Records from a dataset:
——
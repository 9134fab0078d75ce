//! Download command implementation

use crate::cli::commands::{build_service, load_config_or_exit};
use crate::domain::errors::ReportError;
use crate::domain::ids::{OwnerId, ReportId};
use clap::Args;
use std::str::FromStr;

/// Arguments for the download command
#[derive(Args, Debug)]
pub struct DownloadArgs {
    /// Report id
    pub id: String,

    /// Owner of the report
    #[arg(long, default_value = "cli", env = "MEDREPORT_OWNER")]
    pub owner: String,

    /// Output path (defaults to the artifact's filename)
    #[arg(short, long)]
    pub output: Option<String>,
}

impl DownloadArgs {
    /// Execute the download command
    pub async fn execute(&self, config_path: &str) -> anyhow::Result<i32> {
        let config = match load_config_or_exit(config_path) {
            Ok(config) => config,
            Err(code) => return Ok(code),
        };

        let id = match ReportId::from_str(&self.id) {
            Ok(id) => id,
            Err(e) => {
                println!("❌ {e}");
                return Ok(2);
            }
        };

        let owner = match OwnerId::from_str(&self.owner) {
            Ok(owner) => owner,
            Err(e) => {
                println!("❌ Invalid owner: {e}");
                return Ok(2);
            }
        };

        let service = match build_service(&config).await {
            Ok(service) => service,
            Err(code) => return Ok(code),
        };

        let download = match service.download(&id, &owner).await {
            Ok(download) => download,
            Err(e @ (ReportError::NotFound(_) | ReportError::Forbidden(_))) => {
                println!("❌ {e}");
                return Ok(4);
            }
            Err(e) => return Err(e.into()),
        };

        let output = self.output.clone().unwrap_or_else(|| download.filename.clone());
        std::fs::write(&output, &download.bytes)?;

        println!("✅ Downloaded {}", download.filename);
        println!("   Saved to:      {output}");
        println!("   Content type:  {}", download.content_type);
        println!("   Size:          {} bytes", download.bytes.len());
        Ok(0)
    }
}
——
#### WORK ITEM:
Each record above is to be reproduced verbatim.

#### ANSWER SPACE:
repository 9134fab0078d75ce
//! Download command implementation

use crate::cli::commands::{build_service, load_config_or_exit};
use crate::domain::errors::ReportError;
use crate::domain::ids::{OwnerId, ReportId};
use clap::Args;
use std::str::FromStr;

/// Arguments for the download command
#[derive(Args, Debug)]
pub struct DownloadArgs {
    /// Report id
    pub id: String,

    /// Owner of the report
    #[arg(long, default_value = "cli", env = "MEDREPORT_OWNER")]
    pub owner: String,

    /// Output path (defaults to the artifact's filename)
    #[arg(short, long)]
    pub output: Option<String>,
}

impl DownloadArgs {
    /// Execute the download command
    pub async fn execute(&self, config_path: &str) -> anyhow::Result<i32> {
        let config = match load_config_or_exit(config_path) {
            Ok(config) => config,
            Err(code) => return Ok(code),
        };

        let id = match ReportId::from_str(&self.id) {
            Ok(id) => id,
            Err(e) => {
                println!("❌ {e}");
                return Ok(2);
            }
        };

        let owner = match OwnerId::from_str(&self.owner) {
            Ok(owner) => owner,
            Err(e) => {
                println!("❌ Invalid owner: {e}");
                return Ok(2);
            }
        };

        let service = match build_service(&config).await {
            Ok(service) => service,
            Err(code) => return Ok(code),
        };

        let download = match service.download(&id, &owner).await {
            Ok(download) => download,
            Err(e @ (ReportError::NotFound(_) | ReportError::Forbidden(_))) => {
                println!("❌ {e}");
                return Ok(4);
            }
            Err(e) => return Err(e.into()),
        };

        let output = self.output.clone().unwrap_or_else(|| download.filename.clone());
        std::fs::write(&output, &download.bytes)?;

        println!("✅ Downloaded {}", download.filename);
        println!("   Saved to:      {output}");
        println!("   Content type:  {}", download.content_type);
        println!("   Size:          {} bytes", download.bytes.len());
        Ok(0)
    }
}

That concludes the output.